* [Task item]
Scan the records below for the string "OpenWeatherClient" and return every line where it appears.

* [Supplied records]
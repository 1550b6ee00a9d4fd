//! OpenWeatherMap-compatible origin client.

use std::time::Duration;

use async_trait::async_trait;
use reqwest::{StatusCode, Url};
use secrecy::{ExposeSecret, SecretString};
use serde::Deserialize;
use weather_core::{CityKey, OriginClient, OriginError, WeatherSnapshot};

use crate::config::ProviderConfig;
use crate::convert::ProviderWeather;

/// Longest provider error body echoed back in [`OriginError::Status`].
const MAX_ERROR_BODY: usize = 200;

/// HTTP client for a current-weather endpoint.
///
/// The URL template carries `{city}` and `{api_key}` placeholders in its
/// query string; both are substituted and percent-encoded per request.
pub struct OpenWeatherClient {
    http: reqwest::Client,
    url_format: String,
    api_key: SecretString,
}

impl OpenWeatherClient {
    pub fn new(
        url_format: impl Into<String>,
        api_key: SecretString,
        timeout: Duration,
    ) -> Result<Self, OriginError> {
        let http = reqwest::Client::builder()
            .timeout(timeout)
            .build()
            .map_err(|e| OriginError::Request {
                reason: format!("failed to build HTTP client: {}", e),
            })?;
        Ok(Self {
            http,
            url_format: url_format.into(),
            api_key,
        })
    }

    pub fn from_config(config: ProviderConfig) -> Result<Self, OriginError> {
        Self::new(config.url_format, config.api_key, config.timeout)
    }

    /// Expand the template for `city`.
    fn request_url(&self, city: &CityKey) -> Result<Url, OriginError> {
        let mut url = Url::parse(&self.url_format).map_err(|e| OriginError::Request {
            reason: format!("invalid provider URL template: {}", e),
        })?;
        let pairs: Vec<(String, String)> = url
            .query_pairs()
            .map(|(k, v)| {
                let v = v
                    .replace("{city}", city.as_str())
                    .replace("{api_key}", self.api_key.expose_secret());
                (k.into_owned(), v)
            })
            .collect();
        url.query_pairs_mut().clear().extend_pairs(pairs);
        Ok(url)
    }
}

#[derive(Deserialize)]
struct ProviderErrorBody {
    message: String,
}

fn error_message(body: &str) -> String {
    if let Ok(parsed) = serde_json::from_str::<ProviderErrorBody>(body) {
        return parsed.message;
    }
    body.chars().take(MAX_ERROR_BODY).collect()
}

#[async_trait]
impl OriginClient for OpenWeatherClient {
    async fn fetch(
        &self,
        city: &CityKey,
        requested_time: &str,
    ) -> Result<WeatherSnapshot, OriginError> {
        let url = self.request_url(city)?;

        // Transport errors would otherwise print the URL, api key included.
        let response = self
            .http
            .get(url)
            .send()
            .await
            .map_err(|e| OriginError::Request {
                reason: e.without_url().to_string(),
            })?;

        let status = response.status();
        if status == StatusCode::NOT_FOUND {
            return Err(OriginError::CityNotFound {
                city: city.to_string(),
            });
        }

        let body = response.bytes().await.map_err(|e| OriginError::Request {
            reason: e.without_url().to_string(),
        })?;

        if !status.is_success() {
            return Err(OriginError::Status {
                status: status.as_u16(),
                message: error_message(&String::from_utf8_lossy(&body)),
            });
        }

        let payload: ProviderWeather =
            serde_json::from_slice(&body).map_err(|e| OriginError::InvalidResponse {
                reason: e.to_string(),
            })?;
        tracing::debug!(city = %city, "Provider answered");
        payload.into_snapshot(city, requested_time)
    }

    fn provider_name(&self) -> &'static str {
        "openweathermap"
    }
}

---

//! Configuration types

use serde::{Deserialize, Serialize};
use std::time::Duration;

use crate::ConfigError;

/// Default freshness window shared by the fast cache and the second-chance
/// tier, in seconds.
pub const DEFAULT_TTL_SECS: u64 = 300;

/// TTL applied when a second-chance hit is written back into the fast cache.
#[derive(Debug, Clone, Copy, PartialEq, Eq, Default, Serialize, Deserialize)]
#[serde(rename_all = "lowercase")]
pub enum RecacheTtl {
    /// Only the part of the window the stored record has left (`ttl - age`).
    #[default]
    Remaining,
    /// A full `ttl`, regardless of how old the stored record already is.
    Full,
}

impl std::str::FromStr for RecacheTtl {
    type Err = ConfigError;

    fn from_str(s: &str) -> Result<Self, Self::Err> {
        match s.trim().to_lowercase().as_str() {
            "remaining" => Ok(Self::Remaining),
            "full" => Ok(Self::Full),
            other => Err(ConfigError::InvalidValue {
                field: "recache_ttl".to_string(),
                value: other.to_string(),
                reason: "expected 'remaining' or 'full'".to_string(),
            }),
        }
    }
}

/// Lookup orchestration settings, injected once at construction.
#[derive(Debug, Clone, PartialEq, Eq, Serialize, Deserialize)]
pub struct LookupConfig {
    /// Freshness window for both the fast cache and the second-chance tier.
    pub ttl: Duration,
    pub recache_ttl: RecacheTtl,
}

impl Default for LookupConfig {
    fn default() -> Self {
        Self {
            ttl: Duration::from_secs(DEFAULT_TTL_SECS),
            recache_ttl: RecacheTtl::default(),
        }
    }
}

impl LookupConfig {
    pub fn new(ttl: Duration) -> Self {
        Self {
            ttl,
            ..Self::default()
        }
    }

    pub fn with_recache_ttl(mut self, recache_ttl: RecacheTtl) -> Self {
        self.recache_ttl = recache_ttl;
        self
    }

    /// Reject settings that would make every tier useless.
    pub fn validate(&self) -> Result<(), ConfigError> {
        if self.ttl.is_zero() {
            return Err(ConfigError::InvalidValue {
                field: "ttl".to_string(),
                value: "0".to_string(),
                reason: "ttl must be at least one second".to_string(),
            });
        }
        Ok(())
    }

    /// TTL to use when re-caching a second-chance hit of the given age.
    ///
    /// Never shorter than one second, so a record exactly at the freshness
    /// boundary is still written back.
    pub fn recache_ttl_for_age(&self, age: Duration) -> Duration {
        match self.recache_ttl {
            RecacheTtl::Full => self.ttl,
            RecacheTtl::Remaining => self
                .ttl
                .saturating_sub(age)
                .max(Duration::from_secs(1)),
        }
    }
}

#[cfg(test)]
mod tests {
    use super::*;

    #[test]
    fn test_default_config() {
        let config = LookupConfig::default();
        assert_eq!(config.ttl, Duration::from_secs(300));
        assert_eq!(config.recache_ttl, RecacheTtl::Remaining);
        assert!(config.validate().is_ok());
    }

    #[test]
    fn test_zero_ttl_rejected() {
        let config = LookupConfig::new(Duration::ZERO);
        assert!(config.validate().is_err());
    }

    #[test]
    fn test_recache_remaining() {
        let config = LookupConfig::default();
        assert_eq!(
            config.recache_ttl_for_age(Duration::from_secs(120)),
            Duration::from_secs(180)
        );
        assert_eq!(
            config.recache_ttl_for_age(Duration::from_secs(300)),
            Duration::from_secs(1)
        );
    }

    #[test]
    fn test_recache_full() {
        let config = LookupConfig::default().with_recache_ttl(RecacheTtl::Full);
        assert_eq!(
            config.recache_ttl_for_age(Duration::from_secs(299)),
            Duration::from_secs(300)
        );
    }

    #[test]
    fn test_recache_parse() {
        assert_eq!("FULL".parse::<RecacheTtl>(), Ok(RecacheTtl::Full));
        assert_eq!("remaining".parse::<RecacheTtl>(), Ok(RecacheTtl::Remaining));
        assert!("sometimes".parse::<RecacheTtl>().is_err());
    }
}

--

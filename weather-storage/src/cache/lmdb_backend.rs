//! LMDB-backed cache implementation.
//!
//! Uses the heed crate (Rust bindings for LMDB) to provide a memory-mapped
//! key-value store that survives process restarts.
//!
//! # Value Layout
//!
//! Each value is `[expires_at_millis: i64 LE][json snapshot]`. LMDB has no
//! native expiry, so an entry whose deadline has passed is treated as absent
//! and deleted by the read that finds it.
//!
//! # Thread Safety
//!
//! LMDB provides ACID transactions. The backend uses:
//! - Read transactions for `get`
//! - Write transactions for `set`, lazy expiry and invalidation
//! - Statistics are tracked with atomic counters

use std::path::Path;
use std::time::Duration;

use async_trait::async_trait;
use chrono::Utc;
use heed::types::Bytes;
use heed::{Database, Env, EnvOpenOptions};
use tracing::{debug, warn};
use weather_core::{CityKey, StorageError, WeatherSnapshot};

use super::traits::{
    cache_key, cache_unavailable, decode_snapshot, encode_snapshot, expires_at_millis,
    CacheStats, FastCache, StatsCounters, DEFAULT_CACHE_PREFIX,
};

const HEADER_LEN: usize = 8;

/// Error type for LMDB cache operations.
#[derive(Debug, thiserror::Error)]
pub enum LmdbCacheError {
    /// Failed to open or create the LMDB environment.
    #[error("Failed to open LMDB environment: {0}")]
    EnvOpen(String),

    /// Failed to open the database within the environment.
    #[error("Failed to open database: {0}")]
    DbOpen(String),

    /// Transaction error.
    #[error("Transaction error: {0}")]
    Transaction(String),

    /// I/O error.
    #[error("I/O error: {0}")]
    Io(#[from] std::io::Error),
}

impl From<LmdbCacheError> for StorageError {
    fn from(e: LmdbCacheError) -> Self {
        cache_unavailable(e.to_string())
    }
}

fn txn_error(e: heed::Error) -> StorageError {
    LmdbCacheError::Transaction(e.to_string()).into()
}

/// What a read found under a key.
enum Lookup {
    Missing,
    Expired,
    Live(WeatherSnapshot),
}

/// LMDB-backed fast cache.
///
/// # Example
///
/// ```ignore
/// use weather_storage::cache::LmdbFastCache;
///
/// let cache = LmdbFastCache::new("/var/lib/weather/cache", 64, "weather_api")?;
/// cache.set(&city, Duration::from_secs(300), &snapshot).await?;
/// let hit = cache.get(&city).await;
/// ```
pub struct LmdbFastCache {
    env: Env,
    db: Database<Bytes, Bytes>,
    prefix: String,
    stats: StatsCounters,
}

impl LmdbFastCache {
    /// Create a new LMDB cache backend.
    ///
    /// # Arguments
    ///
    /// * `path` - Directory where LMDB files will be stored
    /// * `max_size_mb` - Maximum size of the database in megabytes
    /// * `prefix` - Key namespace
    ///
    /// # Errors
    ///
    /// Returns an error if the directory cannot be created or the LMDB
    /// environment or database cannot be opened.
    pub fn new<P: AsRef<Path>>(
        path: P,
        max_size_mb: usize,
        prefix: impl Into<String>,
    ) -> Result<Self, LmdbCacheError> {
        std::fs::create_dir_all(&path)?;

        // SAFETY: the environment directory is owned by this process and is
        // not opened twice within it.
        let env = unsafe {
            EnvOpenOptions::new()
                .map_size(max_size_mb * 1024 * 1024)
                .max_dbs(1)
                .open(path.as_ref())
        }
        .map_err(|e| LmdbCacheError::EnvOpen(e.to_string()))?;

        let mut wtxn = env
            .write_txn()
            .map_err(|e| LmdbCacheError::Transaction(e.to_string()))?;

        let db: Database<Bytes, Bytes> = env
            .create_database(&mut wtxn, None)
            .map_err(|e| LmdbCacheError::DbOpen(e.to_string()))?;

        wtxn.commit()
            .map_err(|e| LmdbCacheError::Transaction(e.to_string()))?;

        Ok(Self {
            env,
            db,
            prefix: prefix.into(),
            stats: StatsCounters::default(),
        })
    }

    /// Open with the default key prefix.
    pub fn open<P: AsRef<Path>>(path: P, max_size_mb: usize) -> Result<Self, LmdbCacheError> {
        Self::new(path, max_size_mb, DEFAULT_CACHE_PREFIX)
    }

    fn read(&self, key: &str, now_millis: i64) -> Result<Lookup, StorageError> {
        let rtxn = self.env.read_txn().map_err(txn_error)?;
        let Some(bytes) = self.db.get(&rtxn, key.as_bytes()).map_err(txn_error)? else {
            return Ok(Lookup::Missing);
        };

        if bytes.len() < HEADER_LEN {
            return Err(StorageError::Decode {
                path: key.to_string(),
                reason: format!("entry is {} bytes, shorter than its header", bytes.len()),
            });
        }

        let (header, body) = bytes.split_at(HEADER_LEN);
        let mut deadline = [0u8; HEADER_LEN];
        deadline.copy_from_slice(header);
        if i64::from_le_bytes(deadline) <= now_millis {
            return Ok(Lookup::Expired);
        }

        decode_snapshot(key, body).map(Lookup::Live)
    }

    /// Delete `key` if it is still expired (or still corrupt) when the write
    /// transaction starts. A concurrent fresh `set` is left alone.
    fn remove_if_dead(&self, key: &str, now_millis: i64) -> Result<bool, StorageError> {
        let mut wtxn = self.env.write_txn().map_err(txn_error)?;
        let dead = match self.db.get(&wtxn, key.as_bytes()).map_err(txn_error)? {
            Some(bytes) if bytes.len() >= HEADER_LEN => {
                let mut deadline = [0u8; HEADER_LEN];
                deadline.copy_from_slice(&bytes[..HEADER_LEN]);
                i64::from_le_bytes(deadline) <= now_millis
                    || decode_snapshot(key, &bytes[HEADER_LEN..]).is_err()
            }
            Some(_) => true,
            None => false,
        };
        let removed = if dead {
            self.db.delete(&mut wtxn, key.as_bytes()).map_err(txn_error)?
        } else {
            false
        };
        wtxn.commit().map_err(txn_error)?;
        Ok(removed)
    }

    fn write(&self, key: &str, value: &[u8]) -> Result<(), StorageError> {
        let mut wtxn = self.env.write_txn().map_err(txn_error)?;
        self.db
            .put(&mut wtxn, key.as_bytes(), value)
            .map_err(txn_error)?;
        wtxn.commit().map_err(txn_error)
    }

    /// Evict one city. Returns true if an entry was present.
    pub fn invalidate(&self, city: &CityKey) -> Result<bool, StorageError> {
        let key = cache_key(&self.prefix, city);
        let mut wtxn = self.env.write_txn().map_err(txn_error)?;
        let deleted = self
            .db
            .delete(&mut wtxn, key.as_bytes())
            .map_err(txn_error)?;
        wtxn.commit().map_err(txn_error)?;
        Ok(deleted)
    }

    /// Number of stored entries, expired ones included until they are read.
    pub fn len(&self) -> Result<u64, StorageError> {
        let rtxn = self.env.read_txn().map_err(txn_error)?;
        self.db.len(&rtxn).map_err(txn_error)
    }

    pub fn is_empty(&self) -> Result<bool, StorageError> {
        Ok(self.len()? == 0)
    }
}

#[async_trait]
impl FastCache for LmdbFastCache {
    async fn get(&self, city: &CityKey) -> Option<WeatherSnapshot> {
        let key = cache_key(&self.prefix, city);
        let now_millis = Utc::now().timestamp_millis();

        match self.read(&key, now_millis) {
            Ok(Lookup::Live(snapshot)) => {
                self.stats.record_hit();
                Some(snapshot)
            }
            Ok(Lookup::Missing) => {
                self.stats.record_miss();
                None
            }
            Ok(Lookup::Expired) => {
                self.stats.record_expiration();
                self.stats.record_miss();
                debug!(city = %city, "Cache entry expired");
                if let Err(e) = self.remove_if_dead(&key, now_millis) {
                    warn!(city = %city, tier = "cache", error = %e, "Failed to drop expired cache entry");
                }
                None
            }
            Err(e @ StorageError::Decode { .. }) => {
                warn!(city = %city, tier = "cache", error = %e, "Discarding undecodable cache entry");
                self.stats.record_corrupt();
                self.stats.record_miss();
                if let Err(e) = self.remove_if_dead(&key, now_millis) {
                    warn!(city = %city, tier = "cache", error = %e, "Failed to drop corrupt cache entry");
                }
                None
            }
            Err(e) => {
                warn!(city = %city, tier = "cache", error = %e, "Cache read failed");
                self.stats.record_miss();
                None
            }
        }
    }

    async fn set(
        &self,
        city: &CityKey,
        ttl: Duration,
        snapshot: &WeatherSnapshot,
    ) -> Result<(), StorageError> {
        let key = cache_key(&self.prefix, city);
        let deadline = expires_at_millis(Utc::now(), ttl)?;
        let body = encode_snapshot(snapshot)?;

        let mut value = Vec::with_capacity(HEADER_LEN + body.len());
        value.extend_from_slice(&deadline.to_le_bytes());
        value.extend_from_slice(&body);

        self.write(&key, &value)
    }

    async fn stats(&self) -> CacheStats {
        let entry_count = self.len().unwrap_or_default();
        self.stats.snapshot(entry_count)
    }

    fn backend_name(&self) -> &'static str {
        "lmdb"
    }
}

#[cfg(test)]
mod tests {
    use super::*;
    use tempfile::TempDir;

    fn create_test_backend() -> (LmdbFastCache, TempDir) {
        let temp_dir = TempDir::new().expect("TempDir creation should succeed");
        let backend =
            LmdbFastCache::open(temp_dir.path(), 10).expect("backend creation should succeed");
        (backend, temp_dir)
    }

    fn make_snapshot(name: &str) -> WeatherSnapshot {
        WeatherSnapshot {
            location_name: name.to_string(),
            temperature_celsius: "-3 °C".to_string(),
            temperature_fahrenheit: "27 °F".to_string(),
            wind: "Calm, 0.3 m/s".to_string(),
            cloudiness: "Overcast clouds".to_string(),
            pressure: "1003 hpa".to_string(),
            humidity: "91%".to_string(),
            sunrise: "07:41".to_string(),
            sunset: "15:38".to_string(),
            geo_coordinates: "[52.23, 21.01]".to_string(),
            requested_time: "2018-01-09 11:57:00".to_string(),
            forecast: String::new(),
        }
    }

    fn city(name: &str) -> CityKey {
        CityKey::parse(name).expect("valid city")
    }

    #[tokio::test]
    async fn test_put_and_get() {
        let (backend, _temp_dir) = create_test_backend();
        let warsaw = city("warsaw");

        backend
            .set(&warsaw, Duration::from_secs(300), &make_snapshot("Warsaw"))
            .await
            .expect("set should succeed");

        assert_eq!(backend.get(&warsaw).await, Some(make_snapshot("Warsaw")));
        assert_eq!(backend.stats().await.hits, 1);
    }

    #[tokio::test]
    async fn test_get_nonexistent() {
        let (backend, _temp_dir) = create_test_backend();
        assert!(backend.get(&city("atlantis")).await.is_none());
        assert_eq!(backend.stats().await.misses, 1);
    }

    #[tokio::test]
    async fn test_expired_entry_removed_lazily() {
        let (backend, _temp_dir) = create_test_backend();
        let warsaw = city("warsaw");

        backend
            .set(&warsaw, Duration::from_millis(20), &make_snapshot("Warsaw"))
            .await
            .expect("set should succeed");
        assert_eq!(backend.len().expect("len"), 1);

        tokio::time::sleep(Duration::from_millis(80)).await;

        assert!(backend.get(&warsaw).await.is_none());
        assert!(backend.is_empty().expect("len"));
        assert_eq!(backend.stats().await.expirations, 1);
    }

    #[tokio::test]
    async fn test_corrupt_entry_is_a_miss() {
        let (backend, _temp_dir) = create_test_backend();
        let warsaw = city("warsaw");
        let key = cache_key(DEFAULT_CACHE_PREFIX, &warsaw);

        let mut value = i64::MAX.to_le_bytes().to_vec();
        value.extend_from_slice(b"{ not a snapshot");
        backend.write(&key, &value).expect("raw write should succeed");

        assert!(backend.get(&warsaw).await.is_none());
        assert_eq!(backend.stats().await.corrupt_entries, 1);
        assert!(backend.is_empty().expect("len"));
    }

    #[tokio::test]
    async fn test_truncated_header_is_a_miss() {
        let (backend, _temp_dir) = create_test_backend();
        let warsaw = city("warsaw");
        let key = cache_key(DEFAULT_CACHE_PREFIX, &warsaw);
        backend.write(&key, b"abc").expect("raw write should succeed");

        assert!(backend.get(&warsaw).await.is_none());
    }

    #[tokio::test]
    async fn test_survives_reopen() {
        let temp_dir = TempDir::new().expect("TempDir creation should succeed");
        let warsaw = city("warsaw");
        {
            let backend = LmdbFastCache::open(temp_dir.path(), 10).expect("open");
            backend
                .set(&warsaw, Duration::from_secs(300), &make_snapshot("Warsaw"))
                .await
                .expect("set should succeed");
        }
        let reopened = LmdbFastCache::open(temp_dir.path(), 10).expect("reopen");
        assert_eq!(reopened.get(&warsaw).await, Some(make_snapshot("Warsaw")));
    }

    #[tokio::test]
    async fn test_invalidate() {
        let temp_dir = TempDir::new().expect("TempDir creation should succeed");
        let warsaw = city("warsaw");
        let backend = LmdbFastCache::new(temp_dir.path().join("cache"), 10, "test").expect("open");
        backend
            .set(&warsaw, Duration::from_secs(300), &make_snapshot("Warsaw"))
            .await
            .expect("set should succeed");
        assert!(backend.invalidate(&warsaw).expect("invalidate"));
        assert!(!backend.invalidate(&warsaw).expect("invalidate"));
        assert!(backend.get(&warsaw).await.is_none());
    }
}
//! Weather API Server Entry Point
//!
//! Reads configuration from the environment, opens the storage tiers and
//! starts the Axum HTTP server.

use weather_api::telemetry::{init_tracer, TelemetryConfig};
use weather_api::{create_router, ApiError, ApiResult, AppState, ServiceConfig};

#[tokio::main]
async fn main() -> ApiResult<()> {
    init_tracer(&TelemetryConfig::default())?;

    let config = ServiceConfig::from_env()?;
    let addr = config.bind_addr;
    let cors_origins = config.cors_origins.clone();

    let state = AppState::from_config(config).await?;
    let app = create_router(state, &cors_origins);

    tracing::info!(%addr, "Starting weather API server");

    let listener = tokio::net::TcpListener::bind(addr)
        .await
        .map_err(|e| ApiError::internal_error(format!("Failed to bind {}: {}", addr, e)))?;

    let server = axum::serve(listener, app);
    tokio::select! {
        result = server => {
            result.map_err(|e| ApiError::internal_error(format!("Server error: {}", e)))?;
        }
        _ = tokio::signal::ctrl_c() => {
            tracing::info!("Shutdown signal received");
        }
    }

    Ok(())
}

* [Written answer]
pub struct OpenWeatherClient {
impl OpenWeatherClient {
impl OriginClient for OpenWeatherClient {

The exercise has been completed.